A garden lies on the edge between the natural and the man-made. Those objects which man has made continually suffer nature’s incessant erosion, pressed constantly to return to chaos. Humans, for their part, strive to check the erosion nature inflicts; thence originates our endless rivalry. The result of the conflict between nature and human agency is a unique presence; this, I believe, is the garden. This water garden designed by architect Junya Ishigami manifests this in an exceedingly modern context.

Art Biotop is a lodging complex designed with an awareness of experiencing creativity while surrounded by nature. Nasu Yokozawa, located in the center of Japan’s main island of Honshu, is a satoyama* rich with thick flora that grow in the archipelago from Hokkaido in the north to Kyushu in the south. On this site, rich with abundant streams, were planned a premium villa and restaurant. This project occasioned the design and installation of a new garden in order to save, through relocation, the 318 trees that had been fated to be felled for its construction.

The site of the present-day water garden was originally forest, later opened up for the expansion of paddy agriculture, and most recently apparently used as pasture. The revival of the inlet/outlet mechanism that, utilizing the incline, once supplied irrigation to the paddies by drawing water from the Kami Kuro river flowing alongside the forest, allows for water to be supplied to all 160 of the garden’s small ponds. First, water is pumped through the eight upper ponds, then it is circulated precisely to the rest without spilling over, eventually flowing back to the lower reaches of the same river.

These relocated trees are konara oak or Japanese beech (Quercus serrata and Fagus crenata), deciduous trees that suffer from root rot and decay if planted near water. Therefore, architect Ishigami devised a method to make sure water doesn’t permeate the root area, by covering the bases of all 160 ponds with waterproof tarps and installing subterranean steel frames to support the trees; This water garden is high-tech fabrication architecture. Apparently the overall arrangement and individual placement of the trees follows a model based on precise evaluation of each one.

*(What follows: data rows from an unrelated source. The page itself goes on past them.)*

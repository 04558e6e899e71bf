use crate::{Epochs, Error, Result, RetryPolicy, HEADER_LEN, MAX_ITEMS};
use bytes::Bytes;
use objstore::{CreateMode, ObjectStore, ReadOp, WriteOp};
use std::collections::BTreeMap;
use std::sync::Arc;
use std::time::Duration;

// Omap value marking a member as locally enforcing. Readers must treat any
// non-empty value as enforcing.
const ENFORCING_FLAG: &[u8] = b"E";

const NOTIFY_TIMEOUT: Duration = Duration::from_secs(3);

/// The grace-period coordinator: every verb is a read-modify-write cycle on
/// the shared grace object, guarded by its version token and retried per the
/// configured [`RetryPolicy`] when a peer wins the race.
///
/// The coordinator is stateless; clone it freely. Mutating verbs finish with
/// a best-effort notify so watching peers re-examine the object.
#[derive(Clone)]
pub struct Coordinator {
    store: Arc<dyn ObjectStore>,
    oid: String,
    retry: RetryPolicy,
}

/// Administrative snapshot of the grace object, as read by [`Coordinator::dump`].
#[derive(Debug)]
pub struct GraceDump {
    pub epochs: Epochs,
    /// Member nodeid mapped to whether it is locally enforcing.
    pub members: BTreeMap<String, bool>,
}

impl std::fmt::Display for GraceDump {
    fn fmt(&self, f: &mut std::fmt::Formatter<'_>) -> std::fmt::Result {
        writeln!(f, "{}", self.epochs)?;
        let mut first = true;
        for (nodeid, enforcing) in &self.members {
            let sep = if first { "" } else { " " };
            let flag = if *enforcing { "(E)" } else { "" };
            write!(f, "{sep}{nodeid}{flag}")?;
            first = false;
        }
        writeln!(f)
    }
}

impl Coordinator {
    pub fn new(store: Arc<dyn ObjectStore>, oid: impl Into<String>) -> Self {
        Self {
            store,
            oid: oid.into(),
            retry: RetryPolicy::default(),
        }
    }

    pub fn with_retry(mut self, retry: RetryPolicy) -> Self {
        self.retry = retry;
        self
    }

    pub fn oid(&self) -> &str {
        &self.oid
    }

    /// Create the grace object exclusively with `cur = 1`, `rec = 0` and an
    /// empty omap. Surfaces `AlreadyExists` for an existing object; callers
    /// treat that as success.
    pub async fn create(&self) -> Result<()> {
        let op = WriteOp::new()
            .create(CreateMode::Exclusive)
            .write_full(Epochs::initial().encode());
        self.store.write(&self.oid, op).await?;
        Ok(())
    }

    /// Read the current epoch header.
    pub async fn epochs(&self) -> Result<Epochs> {
        let got = self
            .store
            .read(&self.oid, ReadOp::new().read(0, HEADER_LEN))
            .await?;
        Epochs::decode(got.data.as_deref().unwrap_or_default())
    }

    /// Read the header and full member omap for administrative display.
    pub async fn dump(&self) -> Result<GraceDump> {
        let got = self
            .store
            .read(
                &self.oid,
                ReadOp::new().read(0, HEADER_LEN).omap_get_vals("", MAX_ITEMS),
            )
            .await?;
        if got.more {
            return Err(Error::Corrupt("member omap exceeds the item bound"));
        }
        let epochs = Epochs::decode(got.data.as_deref().unwrap_or_default())?;
        let members = got
            .omap
            .into_iter()
            .map(|(nodeid, val)| (nodeid, !val.is_empty()))
            .collect();
        Ok(GraceDump { epochs, members })
    }

    /// Force a cluster-wide grace period for the given nodes, beginning a
    /// new epoch if one is not already in force.
    pub async fn start(&self, nodeids: &[&str]) -> Result<Epochs> {
        self.start_inner(nodeids, true).await
    }

    /// Join an ongoing grace period without forcing one. With `start` set
    /// (used on startup reclaim and on clean shutdown) a new grace period is
    /// begun if none is in force.
    pub async fn join(&self, nodeid: &str, start: bool) -> Result<Epochs> {
        self.start_inner(&[nodeid], start).await
    }

    async fn start_inner(&self, nodeids: &[&str], start: bool) -> Result<Epochs> {
        let mut attempt = 0u32;
        loop {
            let got = self
                .store
                .read(&self.oid, ReadOp::new().read(0, HEADER_LEN))
                .await?;
            let mut epochs = Epochs::decode(got.data.as_deref().unwrap_or_default())?;

            // Only begin a new grace period when asked to force one.
            if !epochs.in_grace() && !start {
                return Ok(epochs);
            }

            let mut op = WriteOp::new().assert_version(got.version);
            if !epochs.in_grace() {
                epochs = epochs.advanced();
                op = op.write_full(epochs.encode());
            }
            op = op.omap_set(nodeids.iter().map(|n| (n.to_string(), Bytes::new())));

            match self.store.write(&self.oid, op).await {
                Ok(()) => {
                    self.notify().await;
                    return Ok(epochs);
                }
                Err(err) => self.next_attempt(err, &mut attempt).await?,
            }
        }
    }

    /// Remove the given nodes from the grace cohort. The removal that
    /// empties the cohort also clears `rec`, fully lifting the grace period,
    /// in the same guarded write.
    pub async fn lift(&self, nodeids: &[&str]) -> Result<Epochs> {
        let mut attempt = 0u32;
        loop {
            let got = self
                .store
                .read(
                    &self.oid,
                    ReadOp::new().read(0, HEADER_LEN).omap_get_keys("", MAX_ITEMS),
                )
                .await?;
            if got.more {
                return Err(Error::Corrupt("member omap exceeds the item bound"));
            }
            let mut epochs = Epochs::decode(got.data.as_deref().unwrap_or_default())?;

            // Out of grace there must be no members; either way there is
            // nothing to alter.
            if !epochs.in_grace() {
                if !got.omap.is_empty() {
                    return Err(Error::Corrupt("members present outside any grace period"));
                }
                return Ok(epochs);
            }

            let matched: Vec<&str> = nodeids
                .iter()
                .copied()
                .filter(|nodeid| got.omap.contains_key(*nodeid))
                .collect();
            if matched.is_empty() {
                return Ok(epochs);
            }

            let mut op = WriteOp::new()
                .assert_version(got.version)
                .omap_rm_keys(matched.iter().copied());
            if matched.len() == got.omap.len() {
                epochs.rec = 0;
                op = op.write_full(epochs.encode());
            }

            match self.store.write(&self.oid, op).await {
                Ok(()) => {
                    self.notify().await;
                    return Ok(epochs);
                }
                Err(err) => self.next_attempt(err, &mut attempt).await?,
            }
        }
    }

    /// Lift for a single node, called once its local reclaim completes.
    pub async fn done(&self, nodeid: &str) -> Result<Epochs> {
        self.lift(&[nodeid]).await
    }

    /// Mark the node as locally enforcing the grace period. A no-op for
    /// non-members; membership is never created here.
    pub async fn enforcing_on(&self, nodeid: &str) -> Result<Epochs> {
        self.set_flag(nodeid, ENFORCING_FLAG).await
    }

    /// Clear the node's enforcement flag. A no-op for non-members.
    pub async fn enforcing_off(&self, nodeid: &str) -> Result<Epochs> {
        self.set_flag(nodeid, b"").await
    }

    async fn set_flag(&self, nodeid: &str, value: &'static [u8]) -> Result<Epochs> {
        let mut attempt = 0u32;
        loop {
            let got = self
                .store
                .read(
                    &self.oid,
                    ReadOp::new()
                        .read(0, HEADER_LEN)
                        .omap_get_vals_by_keys([nodeid]),
                )
                .await?;
            let epochs = Epochs::decode(got.data.as_deref().unwrap_or_default())?;

            match got.omap.get(nodeid) {
                None => return Ok(epochs),
                Some(current) if current.as_ref() == value => return Ok(epochs),
                Some(_) => {}
            }

            let op = WriteOp::new()
                .assert_version(got.version)
                .omap_set([(nodeid, Bytes::from_static(value))]);

            match self.store.write(&self.oid, op).await {
                Ok(()) => {
                    self.notify().await;
                    return Ok(epochs);
                }
                Err(err) => self.next_attempt(err, &mut attempt).await?,
            }
        }
    }

    /// True when the node is a member and its omap value marks it enforcing.
    pub async fn enforcing_check(&self, nodeid: &str) -> Result<bool> {
        let got = self
            .store
            .read(&self.oid, ReadOp::new().omap_get_vals_by_keys([nodeid]))
            .await?;
        Ok(got.omap.get(nodeid).is_some_and(|val| !val.is_empty()))
    }

    /// True when the node is part of the current grace cohort.
    pub async fn member(&self, nodeid: &str) -> Result<bool> {
        let got = self
            .store
            .read(&self.oid, ReadOp::new().omap_get_vals_by_keys([nodeid]))
            .await?;
        Ok(got.omap.contains_key(nodeid))
    }

    // Classify a write failure: version mismatches retry per policy, all
    // else surfaces.
    async fn next_attempt(&self, err: objstore::Error, attempt: &mut u32) -> Result<()> {
        let objstore::Error::VersionMismatch { .. } = err else {
            return Err(err.into());
        };
        *attempt += 1;
        let Some(delay) = self.retry.backoff_for(*attempt) else {
            return Err(err.into());
        };
        if !delay.is_zero() {
            tokio::time::sleep(delay).await;
        }
        Ok(())
    }

    async fn notify(&self) {
        if let Err(err) = self
            .store
            .notify(&self.oid, Bytes::new(), NOTIFY_TIMEOUT)
            .await
        {
            tracing::warn!(oid = %self.oid, error = %err, "grace notify failed");
        }
    }
}

#[cfg(test)]
mod tests {
    use super::*;
    use objstore::mem::MemStore;

    async fn coordinator() -> Coordinator {
        let c = Coordinator::new(MemStore::new(), crate::DEFAULT_OID);
        c.create().await.unwrap();
        c
    }

    #[tokio::test]
    async fn test_create_then_epochs() {
        let c = coordinator().await;
        assert_eq!(c.epochs().await.unwrap(), Epochs { cur: 1, rec: 0 });

        // Recreating surfaces AlreadyExists, which callers treat as success,
        // and leaves the object untouched.
        assert!(matches!(
            c.create().await,
            Err(Error::Store(objstore::Error::AlreadyExists(_)))
        ));
        assert_eq!(c.epochs().await.unwrap(), Epochs { cur: 1, rec: 0 });
    }

    #[tokio::test]
    async fn test_start_advances_epoch_once() {
        let c = coordinator().await;

        let epochs = c.start(&["a", "b"]).await.unwrap();
        assert_eq!(epochs, Epochs { cur: 2, rec: 1 });

        // A second start while in grace extends the cohort without another
        // epoch advance.
        let epochs = c.start(&["c"]).await.unwrap();
        assert_eq!(epochs, Epochs { cur: 2, rec: 1 });

        let dump = c.dump().await.unwrap();
        assert_eq!(dump.members.len(), 3);
        assert!(dump.members.values().all(|enforcing| !enforcing));
    }

    #[tokio::test]
    async fn test_join_does_not_force() {
        let c = coordinator().await;

        // No grace in force and no start flag: nothing changes.
        let epochs = c.join("a", false).await.unwrap();
        assert_eq!(epochs, Epochs { cur: 1, rec: 0 });
        assert!(!c.member("a").await.unwrap());

        // With the start flag a fresh grace period begins.
        let epochs = c.join("a", true).await.unwrap();
        assert_eq!(epochs, Epochs { cur: 2, rec: 1 });
        assert!(c.member("a").await.unwrap());

        // Another node can now join without the flag.
        let epochs = c.join("b", false).await.unwrap();
        assert_eq!(epochs, Epochs { cur: 2, rec: 1 });
        assert!(c.member("b").await.unwrap());
    }

    #[tokio::test]
    async fn test_lift_last_member_clears_rec() {
        let c = coordinator().await;
        c.start(&["a", "b"]).await.unwrap();

        let epochs = c.done("a").await.unwrap();
        assert_eq!(epochs, Epochs { cur: 2, rec: 1 });
        assert!(!c.member("a").await.unwrap());

        let epochs = c.done("b").await.unwrap();
        assert_eq!(epochs, Epochs { cur: 2, rec: 0 });
        assert!(c.dump().await.unwrap().members.is_empty());

        // Lift is idempotent once out of grace.
        let epochs = c.done("b").await.unwrap();
        assert_eq!(epochs, Epochs { cur: 2, rec: 0 });
    }

    #[tokio::test]
    async fn test_lift_unknown_node_is_noop() {
        let c = coordinator().await;
        c.start(&["a"]).await.unwrap();

        let epochs = c.lift(&["ghost"]).await.unwrap();
        assert_eq!(epochs, Epochs { cur: 2, rec: 1 });
        assert!(c.member("a").await.unwrap());
    }

    #[tokio::test]
    async fn test_members_outside_grace_is_corrupt() {
        let store = MemStore::new();
        let c = Coordinator::new(store.clone(), "grace");
        c.create().await.unwrap();

        // Damage the object: a member entry with rec still zero.
        store
            .write(
                "grace",
                WriteOp::new().omap_set([("zombie", Bytes::new())]),
            )
            .await
            .unwrap();

        assert!(matches!(c.lift(&["zombie"]).await, Err(Error::Corrupt(_))));
    }

    #[tokio::test]
    async fn test_enforcing_flag_lifecycle() {
        let c = coordinator().await;

        // Not a member: enforcing_on must not create membership.
        c.enforcing_on("a").await.unwrap();
        assert!(!c.member("a").await.unwrap());
        assert!(!c.enforcing_check("a").await.unwrap());

        c.start(&["a", "b"]).await.unwrap();
        c.enforcing_on("a").await.unwrap();
        assert!(c.enforcing_check("a").await.unwrap());
        assert!(!c.enforcing_check("b").await.unwrap());

        // Setting the flag twice is fine.
        c.enforcing_on("a").await.unwrap();
        assert!(c.enforcing_check("a").await.unwrap());

        // A peer joining doesn't disturb our flag.
        c.join("c", false).await.unwrap();
        assert!(c.enforcing_check("a").await.unwrap());

        c.enforcing_off("a").await.unwrap();
        assert!(!c.enforcing_check("a").await.unwrap());
        assert!(c.member("a").await.unwrap());
    }

    #[tokio::test]
    async fn test_dump_rendering() {
        let c = coordinator().await;
        assert_eq!(c.dump().await.unwrap().to_string(), "cur=1 rec=0\n\n");

        c.start(&["nfs-a", "nfs-b"]).await.unwrap();
        c.enforcing_on("nfs-b").await.unwrap();
        insta::assert_snapshot!(c.dump().await.unwrap().to_string(), @r###"
        cur=2 rec=1
        nfs-a nfs-b(E)
        "###);
    }

    #[tokio::test]
    async fn test_epochs_on_missing_object() {
        let c = Coordinator::new(MemStore::new(), "grace");
        assert!(matches!(
            c.epochs().await,
            Err(Error::Store(objstore::Error::NotFound(_)))
        ));
    }
}
//! gracectl: administrative tool for the shared grace database.
//!
//! The default invocation creates the grace object if needed and prints its
//! epochs and cohort. Listing node identifiers starts (or extends) a grace
//! period for them; with `--lift` it removes them from the cohort instead.
//! Exits 0 on success and 1 on any failure.

mod logging;

use anyhow::Context;
use clap::Parser;
use grace::{Coordinator, GraceDump};
use objstore::Cluster;
use std::sync::Arc;

const DEFAULT_POOL: &str = "nfs-grace";

#[derive(Debug, Parser)]
#[clap(author, name = "gracectl", version)]
struct Gracectl {
    #[clap(flatten)]
    log_args: logging::LogArgs,

    /// Pool holding the grace object.
    #[clap(long, default_value = DEFAULT_POOL, env = "GRACE_POOL")]
    pool: String,

    /// Namespace within the pool.
    #[clap(long, env = "GRACE_NAMESPACE")]
    namespace: Option<String>,

    /// Name of the grace object.
    #[clap(long, default_value = grace::DEFAULT_OID, env = "GRACE_OID")]
    oid: String,

    /// Lift the listed nodes out of the grace period instead of starting
    /// one for them.
    #[clap(short = 'l', long)]
    lift: bool,

    /// Numeric node identifiers to start or lift grace for.
    nodeids: Vec<String>,
}

#[tokio::main]
async fn main() -> anyhow::Result<()> {
    let cli = Gracectl::parse();
    logging::init_logging(&cli.log_args);

    // The in-process store stands in for the external cluster client, which
    // supplies its own `Cluster` when linked.
    let cluster = objstore::mem::MemCluster::new();

    let result = run(cluster, &cli).await;
    match result {
        Ok(dump) => {
            print!("{dump}");
            Ok(())
        }
        Err(err) => {
            tracing::error!(error = ?err, "command failed");
            Err(err)
        }
    }
}

async fn run(cluster: Arc<dyn Cluster>, args: &Gracectl) -> anyhow::Result<GraceDump> {
    validate_nodeids(&args.nodeids)?;

    // Ensure the pool exists; finding it already there is fine.
    match cluster.create_pool(&args.pool).await {
        Ok(()) | Err(objstore::Error::AlreadyExists(_)) => {}
        Err(err) => return Err(err).context("can't create pool"),
    }
    let store = cluster
        .open(&args.pool, args.namespace.as_deref())
        .await
        .context("can't connect to cluster")?;
    let coordinator = Coordinator::new(store, args.oid.as_str());

    match coordinator.create().await {
        Ok(()) | Err(grace::Error::Store(objstore::Error::AlreadyExists(_))) => {}
        Err(err) => return Err(err).context("can't create grace db"),
    }

    // No nodeids means don't change anything.
    if !args.nodeids.is_empty() {
        let nodeids: Vec<&str> = args.nodeids.iter().map(String::as_str).collect();
        if args.lift {
            coordinator.lift(&nodeids).await
        } else {
            coordinator.start(&nodeids).await
        }
        .context("can't alter grace")?;
    }

    coordinator.dump().await.context("can't dump grace db")
}

/// Node identifiers must be decimal integers below u32::MAX.
fn validate_nodeids(nodeids: &[String]) -> anyhow::Result<()> {
    for raw in nodeids {
        let numeric = !raw.is_empty() && raw.bytes().all(|b| b.is_ascii_digit());
        let in_range = raw
            .parse::<u64>()
            .map(|val| val < u32::MAX as u64)
            .unwrap_or(false);
        if !numeric || !in_range {
            anyhow::bail!("bad nodeid: {raw}");
        }
    }
    Ok(())
}
//! Delivery of grace-object change notifications to the local node.
//!
//! Peers notify the shared object after every successful mutation. The
//! dispatcher owns the registered watch and a background task which, per
//! notification, acknowledges first (so the notifier never waits on local
//! work) and only then wakes local consumers: the sink (reaper wake-up) and
//! any tasks blocked on the change counter.

use crate::Result;
use objstore::{ObjectStore, WatchHandle};
use std::sync::atomic::{AtomicU64, Ordering};
use std::sync::Arc;
use std::time::Duration;
use tokio::sync::watch;

/// Suggested store-side watch timeout.
pub const WATCH_TIMEOUT: Duration = Duration::from_secs(30);

// Pause before re-registering a torn-down watch.
const REWATCH_DELAY: Duration = Duration::from_secs(1);

/// Receives a synchronous wake-up per notification. Implementations must
/// only post work to their own queues; the dispatch task is not the place
/// for reclaim work.
pub trait WatchSink: Send + Sync {
    fn object_changed(&self);
}

/// A no-op sink for consumers that only use the change counter.
pub struct NullSink;

impl WatchSink for NullSink {
    fn object_changed(&self) {}
}

/// Owns the watch registration on the shared grace object.
pub struct WatchDispatcher {
    store: Arc<dyn ObjectStore>,
    cookie: Arc<AtomicU64>,
    changes: watch::Receiver<u64>,
    task: tokio::task::JoinHandle<()>,
}

impl WatchDispatcher {
    /// Register a watch on `oid` and begin dispatching.
    pub async fn register(
        store: Arc<dyn ObjectStore>,
        oid: &str,
        sink: Arc<dyn WatchSink>,
    ) -> Result<Self> {
        let handle = store.watch(oid, WATCH_TIMEOUT).await?;
        let cookie = Arc::new(AtomicU64::new(handle.cookie()));
        let (tx, rx) = watch::channel(0u64);
        let task = tokio::spawn(dispatch(
            store.clone(),
            oid.to_owned(),
            handle,
            cookie.clone(),
            tx,
            sink,
        ));
        Ok(Self {
            store,
            cookie,
            changes: rx,
            task,
        })
    }

    /// A receiver whose value bumps once per delivered notification. Await
    /// `changed()` to block until the next peer mutation.
    pub fn changes(&self) -> watch::Receiver<u64> {
        self.changes.clone()
    }

    /// Cookie of the currently registered watch.
    pub fn cookie(&self) -> u64 {
        self.cookie.load(Ordering::Relaxed)
    }

    /// Stop dispatching and unregister the watch.
    pub async fn shutdown(self) {
        self.task.abort();
        let cookie = self.cookie.load(Ordering::Relaxed);
        if let Err(err) = self.store.unwatch(cookie).await {
            tracing::warn!(cookie, error = %err, "failed to unwatch grace object");
        }
    }
}

async fn dispatch(
    store: Arc<dyn ObjectStore>,
    oid: String,
    mut handle: WatchHandle,
    cookie: Arc<AtomicU64>,
    changes: watch::Sender<u64>,
    sink: Arc<dyn WatchSink>,
) {
    loop {
        match handle.recv().await {
            Some(note) => {
                // Ack first; failures are logged, never propagated.
                if let Err(err) = store
                    .notify_ack(&oid, note.notify_id, handle.cookie())
                    .await
                {
                    tracing::warn!(oid = %oid, error = %err, "notify ack failed");
                }
                sink.object_changed();
                changes.send_modify(|n| *n += 1);
            }
            None => {
                // The store expired or tore down the watch; re-register.
                match store.watch(&oid, WATCH_TIMEOUT).await {
                    Ok(fresh) => {
                        cookie.store(fresh.cookie(), Ordering::Relaxed);
                        handle = fresh;
                        tracing::info!(oid = %oid, "re-registered grace watch");
                    }
                    Err(err) => {
                        tracing::warn!(oid = %oid, error = %err, "grace watch re-registration failed");
                        tokio::time::sleep(REWATCH_DELAY).await;
                    }
                }
            }
        }
    }
}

The water garden, which reflects the shapes of the trees, is both architecture, and simultaneously, living nature, in which a newborn ecosystem begins to breathe. Birdsong fills the garden while innumerable tadpoles swim in the ponds and frogs shelter in the grass. This is a pleasure we can experience only in following the stepping stone path, and appreciating the water garden from a comfortable stone seat with a backrest. The layout of the stones is clearly designed, but nature permeates this human wisdom, thus further completing the water garden.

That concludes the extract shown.